▶ [Directions] Identify each line below that contains the word "clouds", and copy it out.

[Dataset entries]
__________________________________________________
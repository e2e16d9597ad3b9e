//! Resource model shared by fetchers, the resource cache and the pipeline.
//!
//! A [`Resource`] is a raw record fetched from the cloud management API: an
//! id, its own href, a flat attribute map and a map of link relations to the
//! hrefs of related resources. Resources of one kind and scope are grouped in
//! a [`ResourceCollection`] keyed by href.

use serde::{Deserialize, Serialize};
use std::collections::BTreeMap;
use std::fmt;
use std::str::FromStr;

/// Attribute holding a resource's lifecycle state.
pub const STATE_ATTRIBUTE: &str = "state";

/// The only state that makes servers and instances eligible as nodes.
pub const OPERATIONAL: &str = "operational";

/// Link from a server to the instance it currently runs.
pub const CURRENT_INSTANCE_LINK: &str = "current_instance";

/// Link from a server or instance to its cloud.
pub const CLOUD_LINK: &str = "cloud";

/// Closed set of resource kinds the API exposes.
#[derive(Debug, Clone, Copy, PartialEq, Eq, Hash, PartialOrd, Ord, Serialize, Deserialize)]
#[serde(rename_all = "snake_case")]
pub enum ResourceKind {
    Server,
    ServerArray,
    Instance,
    Cloud,
    Datacenter,
    Deployment,
    Image,
    InstanceType,
    ServerTemplate,
    SshKey,
    Input,
    Tag,
}

impl ResourceKind {
    /// Every kind, in declaration order.
    pub const ALL: [ResourceKind; 12] = [
        ResourceKind::Server,
        ResourceKind::ServerArray,
        ResourceKind::Instance,
        ResourceKind::Cloud,
        ResourceKind::Datacenter,
        ResourceKind::Deployment,
        ResourceKind::Image,
        ResourceKind::InstanceType,
        ResourceKind::ServerTemplate,
        ResourceKind::SshKey,
        ResourceKind::Input,
        ResourceKind::Tag,
    ];

    /// Get the string representation, also used as attribute prefix.
    pub fn as_str(&self) -> &'static str {
        match self {
            ResourceKind::Server => "server",
            ResourceKind::ServerArray => "server_array",
            ResourceKind::Instance => "instance",
            ResourceKind::Cloud => "cloud",
            ResourceKind::Datacenter => "datacenter",
            ResourceKind::Deployment => "deployment",
            ResourceKind::Image => "image",
            ResourceKind::InstanceType => "instance_type",
            ResourceKind::ServerTemplate => "server_template",
            ResourceKind::SshKey => "ssh_key",
            ResourceKind::Input => "input",
            ResourceKind::Tag => "tag",
        }
    }

    /// Volatile kinds change between polls and are refetched every load.
    ///
    /// The others (clouds, images, templates, ...) may be reused while the
    /// resource cache TTL has not expired.
    pub fn is_volatile(&self) -> bool {
        matches!(
            self,
            ResourceKind::Server
                | ResourceKind::ServerArray
                | ResourceKind::Instance
                | ResourceKind::Input
                | ResourceKind::Tag
        )
    }
}

impl fmt::Display for ResourceKind {
    fn fmt(&self, f: &mut fmt::Formatter<'_>) -> fmt::Result {
        f.write_str(self.as_str())
    }
}

impl FromStr for ResourceKind {
    type Err = String;

    fn from_str(s: &str) -> Result<Self, Self::Err> {
        ResourceKind::ALL
            .into_iter()
            .find(|kind| kind.as_str() == s)
            .ok_or_else(|| format!("unknown resource kind '{}'", s))
    }
}

/// Where a collection of resources lives in the API.
#[derive(Debug, Clone, PartialEq, Eq, Hash, PartialOrd, Ord, Serialize, Deserialize)]
#[serde(rename_all = "snake_case")]
pub enum FetchScope {
    /// Account-wide listing
    Account,
    /// Listing inside one cloud, by cloud id
    Cloud(String),
    /// Children of the resource with this href (array instances, inputs, tags)
    Parent(String),
    /// The single resource addressed by this href
    Href(String),
}

impl fmt::Display for FetchScope {
    fn fmt(&self, f: &mut fmt::Formatter<'_>) -> fmt::Result {
        match self {
            FetchScope::Account => write!(f, "account"),
            FetchScope::Cloud(id) => write!(f, "cloud {}", id),
            FetchScope::Parent(href) => write!(f, "children of {}", href),
            FetchScope::Href(href) => write!(f, "{}", href),
        }
    }
}

/// A raw resource: id, own href, attributes and links.
#[derive(Debug, Clone, PartialEq, Eq, Serialize, Deserialize)]
pub struct Resource {
    /// Resource identifier (defaults to the last segment of the href)
    #[serde(default)]
    pub id: String,

    /// The resource's own link target
    pub href: String,

    /// Attribute name → value
    #[serde(default)]
    pub attributes: BTreeMap<String, String>,

    /// Link relation → href
    #[serde(default)]
    pub links: BTreeMap<String, String>,
}

impl Resource {
    /// Create a resource whose id is the last segment of `href`.
    pub fn new(href: impl Into<String>) -> Self {
        Self {
            id: String::new(),
            href: href.into(),
            attributes: BTreeMap::new(),
            links: BTreeMap::new(),
        }
        .with_derived_id()
    }

    /// Fill an empty id from the href.
    pub fn with_derived_id(mut self) -> Self {
        if self.id.is_empty() {
            self.id = last_segment(&self.href).unwrap_or_default().to_string();
        }
        self
    }

    /// Set an attribute.
    pub fn with_attribute(mut self, name: impl Into<String>, value: impl Into<String>) -> Self {
        self.attributes.insert(name.into(), value.into());
        self
    }

    /// Set a link.
    pub fn with_link(mut self, rel: impl Into<String>, href: impl Into<String>) -> Self {
        self.links.insert(rel.into(), href.into());
        self
    }

    /// Look up an attribute value.
    pub fn attribute(&self, name: &str) -> Option<&str> {
        self.attributes.get(name).map(String::as_str)
    }

    /// Look up a link target.
    pub fn link(&self, rel: &str) -> Option<&str> {
        self.links.get(rel).map(String::as_str)
    }

    /// Whether the `state` attribute is `operational`, ignoring case.
    pub fn is_operational(&self) -> bool {
        self.attribute(STATE_ATTRIBUTE)
            .is_some_and(|state| state.eq_ignore_ascii_case(OPERATIONAL))
    }

    /// Whether this server can produce a node: operational with a current instance.
    pub fn is_eligible_server(&self) -> bool {
        self.is_operational() && self.link(CURRENT_INSTANCE_LINK).is_some()
    }
}

/// Last non-empty path segment of an href (`/api/clouds/7/` → `7`).
pub fn last_segment(href: &str) -> Option<&str> {
    href.trim_end_matches('/')
        .rsplit('/')
        .next()
        .filter(|segment| !segment.is_empty())
}

/// Resources of one kind and scope, keyed by href.
///
/// Iteration follows href order.
#[derive(Debug, Clone, Default, PartialEq, Eq, Serialize, Deserialize)]
#[serde(transparent)]
pub struct ResourceCollection {
    resources: BTreeMap<String, Resource>,
}

impl ResourceCollection {
    /// Create an empty collection.
    pub fn new() -> Self {
        Self::default()
    }

    /// Insert a resource, replacing any resource with the same href.
    pub fn insert(&mut self, resource: Resource) -> Option<Resource> {
        self.resources.insert(resource.href.clone(), resource)
    }

    /// Get a resource by href.
    pub fn get(&self, href: &str) -> Option<&Resource> {
        self.resources.get(href)
    }

    /// Whether a resource with this href is present.
    pub fn contains(&self, href: &str) -> bool {
        self.resources.contains_key(href)
    }

    /// Iterate resources in href order.
    pub fn iter(&self) -> impl Iterator<Item = &Resource> {
        self.resources.values()
    }

    /// Number of resources.
    pub fn len(&self) -> usize {
        self.resources.len()
    }

    /// Whether the collection is empty.
    pub fn is_empty(&self) -> bool {
        self.resources.is_empty()
    }

    /// Move every resource of `other` into this collection.
    pub fn merge(&mut self, other: ResourceCollection) {
        self.resources.extend(other.resources);
    }
}

impl FromIterator<Resource> for ResourceCollection {
    fn from_iter<I: IntoIterator<Item = Resource>>(iter: I) -> Self {
        let mut collection = Self::new();
        for resource in iter {
            collection.insert(resource);
        }
        collection
    }
}

impl IntoIterator for ResourceCollection {
    type Item = Resource;
    type IntoIter = std::collections::btree_map::IntoValues<String, Resource>;

    fn into_iter(self) -> Self::IntoIter {
        self.resources.into_values()
    }
}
__________________________________________________
▶ [Worked solution]
    /// The others (clouds, images, templates, ...) may be reused while the
/// Last non-empty path segment of an href (`/api/clouds/7/` → `7`).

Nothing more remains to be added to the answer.